Task instructions: Give the number of lines in the data that contain "channel", and nothing more.

Saved entries:
'''

//! Limiter and multi-limiter configuration structures.

use std::collections::HashMap;
use std::env;
use std::str::FromStr;
use std::time::Duration;

use serde::{Deserialize, Serialize};

use crate::config::Window;
use crate::core::{ConfigError, RetryPolicy, SchedulerLimits};

/// Configuration of one rate-limited scheduler.
///
/// ```json
/// {
///   "quota": 10,
///   "window": "1s",
///   "retry": { "max_attempts": 3, "backoff": { "kind": "fixed", "delay_ms": 200 } },
///   "task_timeout_ms": 30000,
///   "max_queue_depth": 1000
/// }
/// ```
#[derive(Debug, Clone, PartialEq, Eq, Serialize, Deserialize)]
pub struct LimiterConfig {
    /// Maximum completions per window.
    pub quota: u32,
    /// Sliding window length, e.g. `"10s"`.
    pub window: Window,
    /// Retry policy for failed attempts.
    #[serde(default)]
    pub retry: RetryPolicy,
    /// Per-attempt timeout in milliseconds.
    #[serde(default, skip_serializing_if = "Option::is_none")]
    pub task_timeout_ms: Option<u64>,
    /// Maximum pending tasks before submissions are rejected.
    #[serde(default, skip_serializing_if = "Option::is_none")]
    pub max_queue_depth: Option<usize>,
}

impl LimiterConfig {
    /// Minimal configuration with defaults for everything but quota and window.
    pub fn new(quota: u32, window: Window) -> Self {
        Self {
            quota,
            window,
            retry: RetryPolicy::default(),
            task_timeout_ms: None,
            max_queue_depth: None,
        }
    }

    /// Scheduler limits described by this configuration.
    pub fn to_limits(&self) -> SchedulerLimits {
        SchedulerLimits {
            quota: self.quota,
            window: self.window,
            retry: self.retry,
            task_timeout: self.task_timeout_ms.map(Duration::from_millis),
            max_queue_depth: self.max_queue_depth,
        }
    }

    /// Validate configuration values.
    pub fn validate(&self) -> Result<(), ConfigError> {
        self.to_limits().validate()
    }

    /// Parse a limiter configuration from a JSON string and validate.
    pub fn from_json_str(input: &str) -> Result<Self, ConfigError> {
        let cfg: Self = serde_json::from_str(input)?;
        cfg.validate()?;
        Ok(cfg)
    }

    /// Read `<PREFIX>_QUOTA` and `<PREFIX>_WINDOW` (required) plus
    /// `<PREFIX>_MAX_ATTEMPTS`, `<PREFIX>_TASK_TIMEOUT_MS` and
    /// `<PREFIX>_MAX_QUEUE_DEPTH` (optional) from the environment, loading a
    /// `.env` file first if one exists.
    pub fn from_env(prefix: &str) -> Result<Self, ConfigError> {
        let _ = dotenvy::dotenv();
        Self::from_lookup(prefix, |key| env::var(key).ok())
    }

    /// Same keys as [`from_env`](Self::from_env), resolved through `lookup`
    /// instead of the process environment.
    pub fn from_lookup<F>(prefix: &str, lookup: F) -> Result<Self, ConfigError>
    where
        F: Fn(&str) -> Option<String>,
    {
        let quota_key = format!("{prefix}_QUOTA");
        let window_key = format!("{prefix}_WINDOW");
        let quota = parse_value::<u32>(&quota_key, lookup(&quota_key))?
            .ok_or(ConfigError::MissingEnv(quota_key))?;
        let window = lookup(&window_key).ok_or(ConfigError::MissingEnv(window_key))?;

        let mut cfg = Self::new(quota, Window::parse(&window)?);
        let key = format!("{prefix}_MAX_ATTEMPTS");
        if let Some(max_attempts) = parse_value(&key, lookup(&key))? {
            cfg.retry.max_attempts = max_attempts;
        }
        let key = format!("{prefix}_TASK_TIMEOUT_MS");
        cfg.task_timeout_ms = parse_value(&key, lookup(&key))?;
        let key = format!("{prefix}_MAX_QUEUE_DEPTH");
        cfg.max_queue_depth = parse_value(&key, lookup(&key))?;
        cfg.validate()?;
        Ok(cfg)
    }
}

fn parse_value<T: FromStr>(key: &str, value: Option<String>) -> Result<Option<T>, ConfigError> {
    let Some(value) = value else {
        return Ok(None);
    };
    value
        .trim()
        .parse()
        .map(Some)
        .map_err(|_| ConfigError::InvalidEnv {
            key: key.to_owned(),
            value,
        })
}

/// Named limiters, typically one per RPC endpoint.
#[derive(Debug, Clone, Serialize, Deserialize)]
pub struct SchedulerConfig {
    /// Map of limiter name to configuration.
    pub limiters: HashMap<String, LimiterConfig>,
}

impl SchedulerConfig {
    /// Validate all limiters and ensure at least one exists.
    pub fn validate(&self) -> Result<(), ConfigError> {
        if self.limiters.is_empty() {
            return Err(ConfigError::EmptyConfig);
        }
        for (name, limiter) in &self.limiters {
            limiter.validate().map_err(|e| ConfigError::Limiter {
                name: name.clone(),
                source: Box::new(e),
            })?;
        }
        Ok(())
    }

    /// Parse scheduler configuration from a JSON string and validate.
    pub fn from_json_str(input: &str) -> Result<Self, ConfigError> {
        let cfg: Self = serde_json::from_str(input)?;
        cfg.validate()?;
        Ok(cfg)
    }
}
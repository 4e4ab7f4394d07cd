//! Unit tests for individual components

mod builders_test;
mod config_test;
mod runtime_test;
mod util_test;
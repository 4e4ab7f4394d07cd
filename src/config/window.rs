//! Sliding-window length parsed from `"<n><unit>"` strings.

use std::fmt;
use std::str::FromStr;
use std::time::Duration;

use serde::{Deserialize, Serialize};

use crate::core::ConfigError;

const SECOND: u64 = 1;
const MINUTE: u64 = 60 * SECOND;
const HOUR: u64 = 60 * MINUTE;

/// Length of the rolling window over which a quota is measured.
///
/// Accepts a positive integer magnitude followed by exactly one unit
/// suffix: `h` (hours), `m` (minutes) or `s` (seconds).
///
/// ```
/// use rpc_throttle::config::Window;
/// use std::time::Duration;
///
/// let window: Window = "5m".parse().unwrap();
/// assert_eq!(window.as_duration(), Duration::from_secs(300));
/// ```
#[derive(Debug, Clone, Copy, PartialEq, Eq, PartialOrd, Ord, Hash, Serialize, Deserialize)]
#[serde(try_from = "String", into = "String")]
pub struct Window {
    secs: u64,
}

impl Window {
    /// Parse a window string such as `"10s"`, `"5m"` or `"2h"`.
    pub fn parse(input: &str) -> Result<Self, ConfigError> {
        let invalid = |reason| ConfigError::InvalidWindow {
            input: input.to_owned(),
            reason,
        };

        let Some(unit) = input.chars().last() else {
            return Err(invalid("empty string"));
        };
        let scale = match unit {
            'h' => HOUR,
            'm' => MINUTE,
            's' => SECOND,
            _ => return Err(invalid("missing unit suffix (expected h, m or s)")),
        };

        let magnitude = &input[..input.len() - unit.len_utf8()];
        if magnitude.is_empty() {
            return Err(invalid("missing numeric magnitude"));
        }
        if !magnitude.bytes().all(|b| b.is_ascii_digit()) {
            return Err(invalid("magnitude must be a positive integer"));
        }
        let value: u64 = magnitude
            .parse()
            .map_err(|_| invalid("magnitude out of range"))?;
        if value == 0 {
            return Err(invalid("magnitude must be greater than 0"));
        }
        let secs = value
            .checked_mul(scale)
            .ok_or_else(|| invalid("magnitude out of range"))?;

        Ok(Self { secs })
    }

    /// Window as a [`Duration`].
    pub const fn as_duration(self) -> Duration {
        Duration::from_secs(self.secs)
    }
}

impl FromStr for Window {
    type Err = ConfigError;

    fn from_str(s: &str) -> Result<Self, Self::Err> {
        Self::parse(s)
    }
}

impl TryFrom<String> for Window {
    type Error = ConfigError;

    fn try_from(value: String) -> Result<Self, Self::Error> {
        Self::parse(&value)
    }
}

impl From<Window> for String {
    fn from(window: Window) -> Self {
        window.to_string()
    }
}

impl From<Window> for Duration {
    fn from(window: Window) -> Self {
        window.as_duration()
    }
}

/// Canonical form using the largest unit that divides the length exactly.
impl fmt::Display for Window {
    fn fmt(&self, f: &mut fmt::Formatter<'_>) -> fmt::Result {
        if self.secs % HOUR == 0 {
            write!(f, "{}h", self.secs / HOUR)
        } else if self.secs % MINUTE == 0 {
            write!(f, "{}m", self.secs / MINUTE)
        } else {
            write!(f, "{}s", self.secs)
        }
    }
}
//! Builders to construct schedulers from code or configuration.

pub mod scheduler_builder;

pub use scheduler_builder::{build_schedulers, SchedulerBuilder};
//! Tests for tokio spawner utilities

use rpc_throttle::core::{ConfigError, RateLimitedScheduler, Spawn};
use rpc_throttle::runtime::tokio_spawner::TokioSpawner;

#[tokio::test(flavor = "multi_thread", worker_threads = 2)]
async fn test_tokio_spawner_spawn() {
    let spawner = TokioSpawner::new(tokio::runtime::Handle::current());

    let (tx, rx) = tokio::sync::oneshot::channel();
    spawner.spawn(async move {
        tx.send(123).unwrap();
    });

    let result = rx.await.expect("oneshot result");
    assert_eq!(result, 123);
}

#[test]
fn test_current_outside_runtime_fails() {
    assert!(matches!(TokioSpawner::current(), Err(ConfigError::NoRuntime)));
}

#[test]
fn test_scheduler_submits_from_plain_thread() {
    let runtime = tokio::runtime::Builder::new_multi_thread()
        .worker_threads(1)
        .enable_all()
        .build()
        .unwrap();
    let scheduler = runtime
        .block_on(async { RateLimitedScheduler::new(1, "1s") })
        .unwrap();

    let multiply = |value: u64, factor: u64| async move { Ok::<_, anyhow::Error>(value * factor) };
    let worker = scheduler.clone();
    let handle = std::thread::spawn(move || worker.submit(21u64, multiply, 2).unwrap())
        .join()
        .unwrap();

    assert_eq!(runtime.block_on(handle).unwrap(), 42);
    assert_eq!(scheduler.stats().succeeded, 1);
}

#[test]
fn test_spawner_bound_to_foreign_runtime() {
    let runtime = tokio::runtime::Builder::new_multi_thread()
        .worker_threads(1)
        .enable_all()
        .build()
        .unwrap();
    let spawner = TokioSpawner::new(runtime.handle().clone());

    let (tx, rx) = std::sync::mpsc::channel();
    spawner.spawn(async move {
        tx.send(7).unwrap();
    });
    assert_eq!(rx.recv().unwrap(), 7);
}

'''

Answer section: 2